27^th European Diabetes Congress

Biography

Biography: Mikhail G Kolonin

Abstract

Changes in the relative abundance of thermogenic beige adipocytes and lipid-storing white adipocytes in adipose tissue underlie the progression of obesity and metabolic disease. We have discovered that mouse and human adipose tissue contains distinct beige and white adipocyte progenitor populations marked by PDGFRα or PDGFRβ expression, respectively. Our recent report suggests that adipocyte lineage specification and metabolism can be modulated through PDGFR signaling. We have also developed hunter-killer peptides, composed of a cell surface receptor-binding domain and a pro-apoptotic domain, for targeted ablation of cells in adipose tissue.

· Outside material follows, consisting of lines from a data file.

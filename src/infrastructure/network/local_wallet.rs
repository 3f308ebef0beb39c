// SPDX-License-Identifier: MIT
// SPDX-FileCopyrightText: 2026 ® John Hauger Mitander <john@mitander.dev>

use crate::common::error::AppError;
use crate::common::parsing::{parse_boolish, parse_u64_hex};
use crate::common::units::{format_amount, short_addr};
use crate::domain::constants::{
    CODE_INVALID_PARAMS, CODE_UNAUTHORIZED, CODE_UNRECOGNIZED_CHAIN, CODE_UNSUPPORTED_METHOD,
    NATIVE_DECIMALS, chain_id_hex,
};
use crate::network::gas::{GasOracle, buffered_gas_limit};
use crate::network::nonce::NonceManager;
use crate::network::provider::{ConnectionFactory, HttpProvider};
use crate::network::wallet::{
    AddChainParams, ProviderRpcError, SwitchChainParams, TransactionParams, WalletEvent,
    WalletProvider, first_param,
};
use alloy::consensus::{SignableTransaction, TxEip1559, TxEnvelope};
use alloy::eips::eip2718::Encodable2718;
use alloy::network::TxSignerSync;
use alloy::primitives::{Address, Signature, TxKind, U256};
use alloy::providers::Provider;
use alloy::rpc::types::eth::{TransactionInput, TransactionRequest};
use alloy::signers::local::PrivateKeySigner;
use async_trait::async_trait;
use dashmap::DashMap;
use serde::Deserialize;
use serde_json::{Value, json};
use std::fmt;
use std::io::{BufRead, Write};
use std::str::FromStr;
use std::sync::RwLock;
use tokio::sync::broadcast;

/// What the wallet does when a request needs the user's approval.
#[derive(Debug, Clone, Copy, PartialEq, Eq, Deserialize, Default)]
#[serde(rename_all = "snake_case")]
pub enum ConsentPolicy {
    /// Ask on the terminal.
    #[default]
    Prompt,
    Approve,
    Reject,
}

impl FromStr for ConsentPolicy {
    type Err = AppError;

    fn from_str(s: &str) -> Result<Self, Self::Err> {
        match s.trim().to_ascii_lowercase().as_str() {
            "prompt" | "ask" => Ok(ConsentPolicy::Prompt),
            "approve" | "auto" | "yes" => Ok(ConsentPolicy::Approve),
            "reject" | "deny" | "no" => Ok(ConsentPolicy::Reject),
            other => Err(AppError::Config(format!("Unknown consent policy '{other}'"))),
        }
    }
}

impl fmt::Display for ConsentPolicy {
    fn fmt(&self, f: &mut fmt::Formatter<'_>) -> fmt::Result {
        match self {
            ConsentPolicy::Prompt => f.write_str("prompt"),
            ConsentPolicy::Approve => f.write_str("approve"),
            ConsentPolicy::Reject => f.write_str("reject"),
        }
    }
}

#[derive(Clone)]
struct ChainHandle {
    name: String,
    provider: HttpProvider,
    nonce: NonceManager,
    gas: GasOracle,
}

impl ChainHandle {
    fn open(name: &str, rpc_url: &str, owner: Address) -> Result<Self, AppError> {
        let provider = ConnectionFactory::http(rpc_url)?;
        Ok(Self {
            name: name.to_string(),
            nonce: NonceManager::new(provider.clone(), owner),
            gas: GasOracle::new(provider.clone()),
            provider,
        })
    }
}

#[derive(Debug, Clone, Copy)]
struct WalletState {
    active_chain: u64,
    authorized: bool,
}

/// In-process EIP-1193 wallet backed by a local private key.
pub struct LocalWallet {
    signer: PrivateKeySigner,
    consent: ConsentPolicy,
    chains: DashMap<u64, ChainHandle>,
    state: RwLock<WalletState>,
    events: broadcast::Sender<WalletEvent>,
}

impl LocalWallet {
    /// `chain_id`/`rpc_url` describe the network the wallet starts on; it
    /// knows no other network until one is added.
    pub fn new(
        signer: PrivateKeySigner,
        consent: ConsentPolicy,
        chain_id: u64,
        rpc_url: &str,
    ) -> Result<Self, AppError> {
        let chains = DashMap::new();
        chains.insert(
            chain_id,
            ChainHandle::open(&format!("chain {chain_id}"), rpc_url, signer.address())?,
        );
        let (events, _) = broadcast::channel(32);
        Ok(Self {
            signer,
            consent,
            chains,
            state: RwLock::new(WalletState {
                active_chain: chain_id,
                authorized: false,
            }),
            events,
        })
    }

    pub fn from_key(
        key: &str,
        consent: ConsentPolicy,
        chain_id: u64,
        rpc_url: &str,
    ) -> Result<Self, AppError> {
        let signer = PrivateKeySigner::from_str(key.trim())
            .map_err(|e| AppError::Config(format!("Invalid wallet key: {}", e)))?;
        Self::new(signer, consent, chain_id, rpc_url)
    }

    /// Treat the account as already authorized, so silent connects see it.
    pub fn with_authorized(self, authorized: bool) -> Self {
        if let Ok(mut state) = self.state.write() {
            state.authorized = authorized;
        }
        self
    }

    pub fn address(&self) -> Address {
        self.signer.address()
    }

    pub fn active_chain(&self) -> u64 {
        self.snapshot().active_chain
    }

    pub fn knows_chain(&self, chain_id: u64) -> bool {
        self.chains.contains_key(&chain_id)
    }

    /// Revoke the account authorization, as a user disconnecting the site would.
    pub fn disconnect(&self) {
        if let Ok(mut state) = self.state.write() {
            state.authorized = false;
        }
        self.emit(WalletEvent::AccountsChanged(Vec::new()));
    }

    fn snapshot(&self) -> WalletState {
        match self.state.read() {
            Ok(state) => *state,
            Err(poisoned) => *poisoned.into_inner(),
        }
    }

    fn emit(&self, event: WalletEvent) {
        // No subscribers is fine.
        let _ = self.events.send(event);
    }

    fn authorized_accounts(&self) -> Value {
        if self.snapshot().authorized {
            json!([self.address()])
        } else {
            json!([])
        }
    }

    async fn ask(&self, question: String) -> Result<(), ProviderRpcError> {
        let approved = match self.consent {
            ConsentPolicy::Approve => true,
            ConsentPolicy::Reject => false,
            ConsentPolicy::Prompt => tokio::task::spawn_blocking(move || prompt_stdin(&question))
                .await
                .unwrap_or(false),
        };
        if approved {
            Ok(())
        } else {
            tracing::info!(target: "wallet", "Request rejected by user");
            Err(ProviderRpcError::user_rejected())
        }
    }

    async fn request_accounts(&self) -> Result<Value, ProviderRpcError> {
        if !self.snapshot().authorized {
            self.ask(format!(
                "Connect account {} to VIN Arcade?",
                short_addr(&self.address())
            ))
            .await?;
            if let Ok(mut state) = self.state.write() {
                state.authorized = true;
            }
            self.emit(WalletEvent::AccountsChanged(vec![self.address()]));
        }
        Ok(json!([self.address()]))
    }

    async fn switch_chain(&self, params: &Value) -> Result<Value, ProviderRpcError> {
        let SwitchChainParams { chain_id } = first_param(params)?;
        let target = parse_u64_hex(&chain_id)
            .ok_or_else(|| ProviderRpcError::new(CODE_INVALID_PARAMS, "invalid chainId"))?;
        let name = match self.chains.get(&target) {
            Some(handle) => handle.name.clone(),
            None => {
                return Err(ProviderRpcError::new(
                    CODE_UNRECOGNIZED_CHAIN,
                    format!("Unrecognized chain ID \"{chain_id}\"."),
                ));
            }
        };
        if self.snapshot().active_chain == target {
            return Ok(Value::Null);
        }
        self.ask(format!("Switch network to {name} ({chain_id})?")).await?;
        self.activate(target);
        Ok(Value::Null)
    }

    async fn add_chain(&self, params: &Value) -> Result<Value, ProviderRpcError> {
        let add: AddChainParams = first_param(params)?;
        let target = parse_u64_hex(&add.chain_id)
            .ok_or_else(|| ProviderRpcError::new(CODE_INVALID_PARAMS, "invalid chainId"))?;
        let rpc_url = add
            .rpc_urls
            .first()
            .ok_or_else(|| ProviderRpcError::new(CODE_INVALID_PARAMS, "rpcUrls is empty"))?;

        if !self.knows_chain(target) {
            self.ask(format!(
                "Add network {} ({}) via {}?",
                add.chain_name, add.chain_id, rpc_url
            ))
            .await?;
            let handle = ChainHandle::open(&add.chain_name, rpc_url, self.address())
                .map_err(|e| ProviderRpcError::new(CODE_INVALID_PARAMS, e.to_string()))?;
            self.chains.insert(target, handle);
            tracing::info!(target: "wallet", chain_id = target, name = %add.chain_name, "Network added");
        }
        if self.snapshot().active_chain != target {
            self.activate(target);
        }
        Ok(Value::Null)
    }

    fn activate(&self, chain_id: u64) {
        if let Ok(mut state) = self.state.write() {
            state.active_chain = chain_id;
        }
        tracing::info!(target: "wallet", chain_id, "Active network switched");
        self.emit(WalletEvent::ChainChanged(chain_id));
    }

    async fn send_transaction(&self, params: &Value) -> Result<Value, ProviderRpcError> {
        let state = self.snapshot();
        if !state.authorized {
            return Err(ProviderRpcError::new(
                CODE_UNAUTHORIZED,
                "The requested account has not been authorized.",
            ));
        }
        let tx: TransactionParams = first_param(params)?;
        if tx.from != self.address() {
            return Err(ProviderRpcError::new(
                CODE_UNAUTHORIZED,
                format!("Unknown sender {}", tx.from),
            ));
        }
        let handle = self
            .chains
            .get(&state.active_chain)
            .map(|h| h.value().clone())
            .ok_or_else(|| ProviderRpcError::internal("active network has no provider"))?;

        let value = tx.value.unwrap_or(U256::ZERO);
        let input = tx.data.clone().unwrap_or_default();
        let request = TransactionRequest {
            from: Some(tx.from),
            to: Some(TxKind::Call(tx.to)),
            value: Some(value),
            input: TransactionInput::new(input.clone()),
            ..Default::default()
        };

        // A revert here carries the node's code 3 and revert data.
        let estimate = handle
            .provider
            .estimate_gas(request)
            .await
            .map_err(ProviderRpcError::from_transport)?;
        let gas_limit = buffered_gas_limit(estimate);

        self.ask(format!(
            "Send transaction to {} on {} (value {} MON, gas {})?",
            short_addr(&tx.to),
            handle.name,
            format_amount(value, NATIVE_DECIMALS, 6),
            gas_limit
        ))
        .await?;

        let fees = handle
            .gas
            .estimate_eip1559_fees()
            .await
            .map_err(|e| ProviderRpcError::internal(e.to_string()))?;
        let nonce = handle
            .nonce
            .reserve()
            .await
            .map_err(|e| ProviderRpcError::internal(e.to_string()))?;

        let mut unsigned = TxEip1559 {
            chain_id: state.active_chain,
            nonce,
            max_priority_fee_per_gas: fees.max_priority_fee_per_gas,
            max_fee_per_gas: fees.max_fee_per_gas,
            gas_limit,
            to: TxKind::Call(tx.to),
            value,
            access_list: Default::default(),
            input,
        };
        let sig = sign_reserved(&self.signer, &handle.nonce, &mut unsigned).await?;
        let signed: TxEnvelope = unsigned.into_signed(sig).into();
        let raw = signed.encoded_2718();
        let tx_hash = *signed.tx_hash();

        if let Err(e) = handle.provider.send_raw_transaction(&raw).await {
            handle.nonce.resync().await;
            return Err(ProviderRpcError::from_transport(e));
        }
        tracing::info!(
            target: "wallet",
            tx_hash = %tx_hash,
            nonce,
            gas_limit,
            to = %tx.to,
            "Transaction broadcast"
        );
        Ok(json!(tx_hash))
    }
}

#[async_trait]
impl WalletProvider for LocalWallet {
    async fn request(&self, method: &str, params: Value) -> Result<Value, ProviderRpcError> {
        tracing::debug!(target: "wallet", method, "Wallet request");
        match method {
            "eth_accounts" => Ok(self.authorized_accounts()),
            "eth_requestAccounts" => self.request_accounts().await,
            "eth_chainId" => Ok(json!(chain_id_hex(self.snapshot().active_chain))),
            "wallet_switchEthereumChain" => self.switch_chain(&params).await,
            "wallet_addEthereumChain" => self.add_chain(&params).await,
            "eth_sendTransaction" => self.send_transaction(&params).await,
            other => Err(ProviderRpcError::new(
                CODE_UNSUPPORTED_METHOD,
                format!("The method \"{other}\" is not supported."),
            )),
        }
    }

    fn subscribe(&self) -> broadcast::Receiver<WalletEvent> {
        self.events.subscribe()
    }
}

/// Sign a transaction whose nonce came from `nonces`. On failure the nonce was
/// never used, so the local counter is dropped to avoid a gap.
async fn sign_reserved(
    signer: &PrivateKeySigner,
    nonces: &NonceManager,
    unsigned: &mut TxEip1559,
) -> Result<Signature, ProviderRpcError> {
    match TxSignerSync::sign_transaction_sync(signer, unsigned) {
        Ok(sig) => Ok(sig),
        Err(e) => {
            nonces.resync().await;
            Err(ProviderRpcError::internal(format!("Sign tx failed: {}", e)))
        }
    }
}

fn prompt_stdin(question: &str) -> bool {
    let mut stderr = std::io::stderr();
    let _ = write!(stderr, "{question} [y/N] ");
    let _ = stderr.flush();
    let mut line = String::new();
    match std::io::stdin().lock().read_line(&mut line) {
        Ok(0) | Err(_) => false,
        Ok(_) => parse_boolish(&line).unwrap_or(false),
    }
}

A hunter-killer peptide D-WAT, targeting PDGFRβ+ white adipocyte progenitors, suppresses high fat diet-induced obesity development and enabled maintenance of active metabolism. Another compound, adipotide, targeting endothelial cells and adipocytes in white fat, reverses obesity in several animal models and has shown promise in a clinical trial. In unpublished studies, we have developed a hunter-killer compound D-BAT, based on a peptide that targets brown fat tissue, which may relieve hypermetabolic conditions. New experimental approaches to fat tissue composition and function control will be discussed.